I have tested this problem on 5.3-RELEASE, but according to the source code
(/usr/src/sys/contrib/ipfilter/netinet/ip_nat.c, function nat_lookupredir), it
is present also in 4.11-RELEASE and in CURRENT.
>How-To-Repeat:
Create a redirection rule, e.g.,
rdr lo0 127.0.0.1/32 port 53 -> 127.0.0.1 port 53538 udp
Create many (several hundred) active sessions by sending UDP datagrams from
localhost, various source ports, to localhost, port 53. Then start opening TCP
connections from localhost, various source ports, to localhost, some
arbitrarily chosen port (other than 53). For each connection, try to find the
original destination by SIOCGNATL ioctl. From time to time, the ioctl responds
that the destination is port 53.
>Fix:
--- /usr/src/sys/contrib/ipfilter/netinet/ip_nat.c	2005/02/04 16:07:35
+++ /usr/src/sys/contrib/ipfilter/netinet/ip_nat.c	2005/02/06 13:54:31
@@ -2239,7 +2239,20 @@
 {
 	nat_t *nat;
 	fr_info_t fi;
+	int proto;
 
+	switch(np->nl_flags & IPN_TCPUDP) {
+	case IPN_TCP:
+		proto = IPPROTO_TCP;
+		break;
+	case IPN_UDP:
+		proto = IPPROTO_UDP;
+		break;
+	default:
+		proto = 0;
+		break;
+	}
+	
 	bzero((char *)&fi, sizeof(fi));
 	fi.fin_data[0] = ntohs(np->nl_inport);
 	fi.fin_data[1] = ntohs(np->nl_outport);
@@ -2248,7 +2261,7 @@
 	 * If nl_inip is non null, this is a lookup based on the real
 	 * ip address.

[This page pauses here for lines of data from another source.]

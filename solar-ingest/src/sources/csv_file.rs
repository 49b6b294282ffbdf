use std::{fs::File, path::PathBuf};

use csv::StringRecord;
use solar_core::domain::RawReading;

use crate::pipeline::{Envelope, EnvelopeStream, PipelineError, Source};

/// Delimited backfill source for readings (`,` for CSV, `|` for `.dat`).
///
/// Expected header columns (by name):
/// - siteId
/// - dateTime
/// - whUsed (optional)
/// - whGenerated (optional)
/// - tempC (optional)
///
/// Empty cells become absent fields; normalisation decides whether that is
/// acceptable.
pub struct ReadingCsvFileSource {
    path: PathBuf,
    delimiter: u8,
}

impl ReadingCsvFileSource {
    pub fn new<P: Into<PathBuf>>(path: P) -> Self {
        Self {
            path: path.into(),
            delimiter: b',',
        }
    }

    pub fn with_delimiter(mut self, delimiter: u8) -> Self {
        self.delimiter = delimiter;
        self
    }
}

fn parse_optional<T: std::str::FromStr>(name: &str, s: Option<&str>) -> Result<Option<T>, PipelineError>
where
    T::Err: std::fmt::Display,
{
    match s.map(str::trim) {
        None | Some("") => Ok(None),
        Some(v) => v
            .parse()
            .map(Some)
            .map_err(|e| PipelineError::Source(format!("invalid {name} '{v}': {e}"))),
    }
}

fn record_to_raw_reading(record: &StringRecord, headers: &StringRecord) -> Result<RawReading, PipelineError> {
    let get = |name: &str| -> Option<&str> {
        headers
            .iter()
            .position(|h| h.trim() == name)
            .and_then(|idx| record.get(idx))
    };

    if get("siteId").is_none() || get("dateTime").is_none() {
        return Err(PipelineError::Source(
            "missing column 'siteId' or 'dateTime' in delimited record".to_string(),
        ));
    }

    Ok(RawReading {
        site_id: parse_optional("siteId", get("siteId"))?,
        date_time: get("dateTime").map(str::trim).filter(|s| !s.is_empty()).map(str::to_string),
        wh_used: parse_optional("whUsed", get("whUsed"))?,
        wh_generated: parse_optional("whGenerated", get("whGenerated"))?,
        temp_c: parse_optional("tempC", get("tempC"))?,
    })
}

#[async_trait::async_trait]
impl Source<RawReading> for ReadingCsvFileSource {
    async fn stream(&self) -> EnvelopeStream<RawReading> {
        // This source uses a blocking CSV reader but is wrapped in a single async task.
        // For large files, you might want to move this onto a dedicated thread pool.
        let path = self.path.clone();
        let delimiter = self.delimiter;
        let s = async_stream::stream! {
            let file = match File::open(&path) {
                Ok(f) => f,
                Err(e) => {
                    yield Err(PipelineError::Source(format!("failed to open delimited file: {e}")));
                    return;
                }
            };
            let mut rdr = csv::ReaderBuilder::new()
                .delimiter(delimiter)
                .from_reader(file);
            let headers = match rdr.headers() {
                Ok(h) => h.clone(),
                Err(e) => {
                    yield Err(PipelineError::Source(format!("failed to read headers: {e}")));
                    return;
                }
            };

            for result in rdr.records() {
                let parsed = result
                    .map_err(|e| PipelineError::Source(format!("failed to read record: {e}")))
                    .and_then(|record| record_to_raw_reading(&record, &headers));

                match parsed {
                    Ok(raw) => {
                        yield Ok(Envelope::now(raw));
                    }
                    Err(e) => {
                        metrics::counter!("backfill_reading_parse_errors_total").increment(1);
                        yield Err(e);
                    }
                }
            }
        };

        Box::pin(s)
    }
}

#[cfg(test)]
mod tests {
    use super::*;
    use futures::StreamExt;
    use std::io::Write;

    #[test]
    fn empty_cells_become_absent_fields() {
        let headers = StringRecord::from(vec!["siteId", "dateTime", "whUsed", "whGenerated", "tempC"]);
        let record = StringRecord::from(vec!["7", "2024-01-01 00:00:00", "", "1.25", " "]);

        let raw = record_to_raw_reading(&record, &headers).unwrap();
        assert_eq!(raw.site_id, Some(7));
        assert_eq!(raw.date_time.as_deref(), Some("2024-01-01 00:00:00"));
        assert_eq!(raw.wh_used, None);
        assert_eq!(raw.wh_generated, Some(1.25));
        assert_eq!(raw.temp_c, None);
    }

    #[test]
    fn unparsable_number_is_a_source_error() {
        let headers = StringRecord::from(vec!["siteId", "dateTime", "whUsed"]);
        let record = StringRecord::from(vec!["7", "2024-01-01 00:00:00", "lots"]);
        assert!(matches!(
            record_to_raw_reading(&record, &headers),
            Err(PipelineError::Source(_))
        ));
    }

    #[tokio::test]
    async fn pipe_delimited_file_is_read() {
        let mut file = tempfile::NamedTempFile::new().unwrap();
        writeln!(file, "siteId|dateTime|whUsed|whGenerated|tempC").unwrap();
        writeln!(file, "1|2024-01-01 00:00:00|0.5|1.5|19.0").unwrap();
        writeln!(file, "1|2024-01-01 00:01:00|0.6|1.6|19.5").unwrap();

        let items: Vec<_> = ReadingCsvFileSource::new(file.path())
            .with_delimiter(b'|')
            .stream()
            .await
            .collect()
            .await;

        assert_eq!(items.len(), 2);
        let second = items[1].as_ref().unwrap();
        assert_eq!(second.payload.wh_generated, Some(1.6));
        assert_eq!(second.payload.temp_c, Some(19.5));
    }
}
use std::sync::Arc;

use crate::pipeline::{Envelope, PipelineError, Transform};
use solar_core::{
    db::SiteRegistry,
    domain::{normalize, MeasurementKind, RawReading, Reading},
};

/// Pure normalisation of a raw reading inside an envelope.
///
/// Rules are those of [`solar_core::domain::normalize`]; `required` decides
/// which numeric fields must be present.
pub fn normalize_envelope(
    env: Envelope<RawReading>,
    required: &[MeasurementKind],
) -> Result<Envelope<Reading>, PipelineError> {
    let reading = normalize(&env.payload, required)?;
    Ok(env.map(|_| reading))
}

#[derive(Clone)]
pub struct ReadingNormalizer {
    required: Vec<MeasurementKind>,
}

impl ReadingNormalizer {
    pub fn new(required: Vec<MeasurementKind>) -> Self {
        Self { required }
    }
}

impl Default for ReadingNormalizer {
    fn default() -> Self {
        Self::new(MeasurementKind::ALL.to_vec())
    }
}

#[async_trait::async_trait]
impl Transform<RawReading, Reading> for ReadingNormalizer {
    async fn apply(&self, input: Envelope<RawReading>) -> Result<Envelope<Reading>, PipelineError> {
        match normalize_envelope(input, &self.required) {
            Ok(env) => Ok(env),
            Err(e) => {
                metrics::counter!("validation_reading_rejected_total").increment(1);
                Err(e)
            }
        }
    }
}

/// Drops readings whose site the registry does not know.
pub struct KnownSiteFilter {
    registry: Arc<dyn SiteRegistry>,
}

impl KnownSiteFilter {
    pub fn new(registry: Arc<dyn SiteRegistry>) -> Self {
        Self { registry }
    }
}

#[async_trait::async_trait]
impl Transform<Reading, Reading> for KnownSiteFilter {
    async fn apply(&self, input: Envelope<Reading>) -> Result<Envelope<Reading>, PipelineError> {
        let site_id = input.payload.site_id;
        match self.registry.find_by_id(site_id).await? {
            Some(_) => Ok(input),
            None => {
                metrics::counter!("validation_unknown_site_total").increment(1);
                Err(PipelineError::UnknownSite(site_id))
            }
        }
    }
}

Else, we use the fake.
 	 */
-	if ((nat = nat_outlookup(&fi, np->nl_flags, 0, np->nl_inip,
+	if ((nat = nat_outlookup(&fi, np->nl_flags, proto, np->nl_inip,
 				 np->nl_outip, 0))) {
 		np->nl_realip = nat->nat_outip;
 		np->nl_realport = nat->nat_outport;
>Release-Note:
>Audit-Trail:
Responsible-Changed-From-To: freebsd-bugs->darrenr 
Responsible-Changed-By: arved 
Responsible-Changed-When: Sat Jun 4 20:48:53 GMT 2005 
Responsible-Changed-Why:  
Over to ipfilter maintainer 

http://www.freebsd.org/cgi/query-pr.cgi?pr=77195 
State-Changed-From-To: open->suspended 
State-Changed-By: darrenr 
State-Changed-When: Mon Feb 27 09:34:41 UTC 2006 
State-Changed-Why:  
this patch is fixed in 6.* and -current. 
At some point IPFilter on RELENG_5_4 should be updated to 
the last 3.4 version. 

http://www.freebsd.org/cgi/query-pr.cgi?pr=77195 
Responsible-Changed-From-To: freebsd-net->cy 
Responsible-Changed-By: cy 
Responsible-Changed-When: Wed Jul 3 05:16:59 UTC 2013 
Responsible-Changed-Why:  
Mine. 

http://www.freebsd.org/cgi/query-pr.cgi?pr=77195 
>Unformatted: